Je te savais, je te sentais, aujourd’hui je t’ai vu.
Il faisait chaud sous ma peau.
Un regard croisé et je t’ai perdu dans la lumière du jour.
Où es-tu passé ?
Maintenant que tu existes, je n’arrive plus à te sortir de ma tête.
Tu n’es pas lui, seulement toi.
J’ai pensé fort toute la soirée a celui que tu étais.
Et j’ai compris que tout pouvait être différent pour toi.
Instable, je m’accroche aux racines,
Celles érigées par le passé,
Celles que tu finiras par déraciner,
Est-ce le moment où tu me dis Adieu ?
Je m’arrête là. Les paroles soulignent le mal qu’il éprouve envers ce gars. Il l’a vu à son boulot. Depuis, il y pense à la déraison. Je sais qu’aujourd’hui, il est allé bosser pour le voir, mais il n’est pas venu. Nigel est bavard avec moi depuis la semaine dernière. Il n’arrive plus à garder pour lui, mais je sais que ça lui coûte de parler. Ce n’est pas quelque chose dont il a l’habitude.
— Alors ? T’en penses quoi ?
— Le rythme est trop lent. Les paroles sont fait pour être chanter à tue-tête. Ce n’est pas une balade. Mais il y a du bon. J’arrange ça dès que je rentre.
Il hoche la tête, m’envoie l’enregistrement et se met à l’aise. Je sais qu’il ne m’a pas fait venir juste pour écouter le son et lire les paroles d’une chanson.
— Vas-y, raconte-moi ce qui te rend si nerveux.
— C’est pourtant clair, non ?
Il pointe son carnet de la main, se pose sur son lit.
— Je connais pas bien ton histoire, et ce type que t’as vu au resto, je sais pas non plus qui il est, mais si ça doit ce faire, tu le recroiseras. C’est inévitable.

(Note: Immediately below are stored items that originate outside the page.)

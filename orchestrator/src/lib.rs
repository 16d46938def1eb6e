//! Teaches a perceptron to reproduce bitmaps: text file formats, training sessions and the
//! encode, train, decode and display pipeline.

pub mod cases;
pub mod configs;
pub mod error;
mod pipeline;
mod session;

pub use error::{OrchestratorError, Result};
pub use pipeline::{Pipeline, PipelineEvent, Stage, Viewer};
pub use session::{
    TrainOptions, decode, encode, load_weights, save_weights, train_combined, train_files,
};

— Comme si je l’avais pas attendu vingt-cinq ans ! se plaint-il. Pourquoi notre esprit nous créé des problèmes qu’ils n’ont pas lieu d’être pour nous laisser ensuite sans la solution ? Genre, j’ai pas décidé de me souvenir d’avant. Maintenant que je sais qu’il existe et que ce n’est pas une élucubration de mon esprit à chercher un gars fantôme, je redoute le moment où l’univers me dira : « peine perdu, tu ne l’auras pas. Tu es né pour souffrir et te souvenir. ».
— Ça n’arrivera pas.
En fait, je n’en sais rien du tout. Si ça se trouve l’univers est un connard de première. Il m’a promis mont et merveilleux à une époque. J’ai récolté de l’isolement et des tendances suicidaires.
C’est mieux de lui mentir que d’approuver ses dires. Parfois s’illusionner permet d’avancer. Il faut juste faire attention au retour imminant de la réalité. Ça peut être brutal.

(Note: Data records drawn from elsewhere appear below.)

use std::path::PathBuf;

use anyhow::Context;
use clap::{Args, Parser, Subcommand};
use dibdump::PixelEncoding;
use env_logger::Env;
use log::info;
use machine_learning::training::TrainingReport;

use orchestrator::{
    Pipeline, PipelineEvent, TrainOptions, cases,
    configs::{NetworkConfig, PipelineConfig},
};

#[derive(Parser, Debug)]
#[command(name = "orchestrator")]
#[command(version)]
#[command(about = "Trains perceptrons to reproduce bitmaps", long_about = None)]
struct Cli {
    #[command(subcommand)]
    command: Command,
}

#[derive(Subcommand, Debug)]
enum Command {
    /// Write the activations of a bitmap as a single case
    Encode {
        image: PathBuf,
        activations: PathBuf,
        #[arg(long, default_value_t = PixelEncoding::Gray)]
        encoding: PixelEncoding,
    },
    /// Rebuild a bitmap with the dimensions of IMAGE from the first case of OUTPUTS
    Decode {
        image: PathBuf,
        outputs: PathBuf,
        out_image: PathBuf,
        #[arg(long, default_value_t = PixelEncoding::Gray)]
        encoding: PixelEncoding,
    },
    /// Build a combined network file training the activations as both inputs and truths
    Merge {
        activations: PathBuf,
        template: PathBuf,
        output: PathBuf,
    },
    /// Train a perceptron on separate activations and truths files
    Train {
        network: PathBuf,
        activations: PathBuf,
        truths: PathBuf,
        outputs: PathBuf,
        #[command(flatten)]
        options: TrainArgs,
    },
    /// Train a perceptron from a network file carrying its own cases
    TrainCombined {
        network: PathBuf,
        outputs: PathBuf,
        #[command(flatten)]
        options: TrainArgs,
    },
    /// Encode, train, decode and display a bitmap
    Run {
        /// JSON pipeline config, every field is optional
        #[arg(long, value_name = "FILE")]
        config: Option<PathBuf>,
        #[arg(long)]
        image: Option<PathBuf>,
        /// Don't open the images once done
        #[arg(long)]
        no_open: bool,
        #[arg(long)]
        seed: Option<u64>,
    },
}

#[derive(Args, Debug)]
struct TrainArgs {
    /// Seed for the initial weights and the shuffling
    #[arg(long)]
    seed: Option<u64>,
    /// Start from a weights snapshot instead of random weights
    #[arg(long, value_name = "FILE")]
    weights: Option<PathBuf>,
    /// Save the trained weights as a snapshot
    #[arg(long, value_name = "FILE")]
    save_weights: Option<PathBuf>,
    /// Shuffle the cases before every step
    #[arg(long)]
    shuffle: bool,
}

impl From<TrainArgs> for TrainOptions {
    fn from(args: TrainArgs) -> Self {
        Self {
            seed: args.seed,
            weights_in: args.weights,
            weights_out: args.save_weights,
            shuffle: args.shuffle,
        }
    }
}

fn main() -> anyhow::Result<()> {
    env_logger::Builder::from_env(Env::default().default_filter_or("info")).init();

    match Cli::parse().command {
        Command::Encode {
            image,
            activations,
            encoding,
        } => {
            orchestrator::encode(&image, &activations, encoding)?;
        }
        Command::Decode {
            image,
            outputs,
            out_image,
            encoding,
        } => {
            orchestrator::decode(&image, &outputs, &out_image, encoding)?;
        }
        Command::Merge {
            activations,
            template,
            output,
        } => {
            let rows = cases::read_cases(&activations)?;
            let values = rows
                .first()
                .with_context(|| format!("{} holds no activations", activations.display()))?;

            let template = NetworkConfig::load(&template)?;
            NetworkConfig::merge_activations(values, &template)?.save(&output)?;
            info!("wrote combined network file {}", output.display());
        }
        Command::Train {
            network,
            activations,
            truths,
            outputs,
            options,
        } => {
            let report =
                orchestrator::train_files(&network, &activations, &truths, &outputs, &options.into())?;
            print_report(&report);
        }
        Command::TrainCombined {
            network,
            outputs,
            options,
        } => {
            let report = orchestrator::train_combined(&network, &outputs, &options.into())?;
            print_report(&report);
        }
        Command::Run {
            config,
            image,
            no_open,
            seed,
        } => {
            let mut config = match config {
                Some(path) => PipelineConfig::load(&path)
                    .with_context(|| format!("loading pipeline config {}", path.display()))?,
                None => PipelineConfig::default(),
            };

            config.image = image.or(config.image);
            config.seed = seed.or(config.seed);
            config.open_viewer &= !no_open;

            let pipeline = Pipeline::new(config)?;
            let report = pipeline.run(|event| {
                if let PipelineEvent::StageFinished(stage) = event {
                    println!("{stage}: done");
                }
            })?;

            print_report(&report);
        }
    }

    Ok(())
}

fn print_report(report: &TrainingReport) {
    println!("Terminated because {}", report.stop);
    println!("Number of iterations: {}", report.steps);
    match report.error {
        Some(error) => println!("Error: {error}"),
        None => println!("Error: not measured"),
    }
    println!("Time: {:?}", report.elapsed);
}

On reste un moment sans rien dire à observer nos penser. La musique s’élance dans l’appartement. Les voix se multiplient, les genres se succèdent. Je ferme les yeux un instant. Quand je les réouvre deux heures sont passé. Nigel s’est endormi. J’essaie d’ignorer les somnifères à côté de lui.
Mon portable vibre.
Fred.
Qu’est-ce qu’il veut ?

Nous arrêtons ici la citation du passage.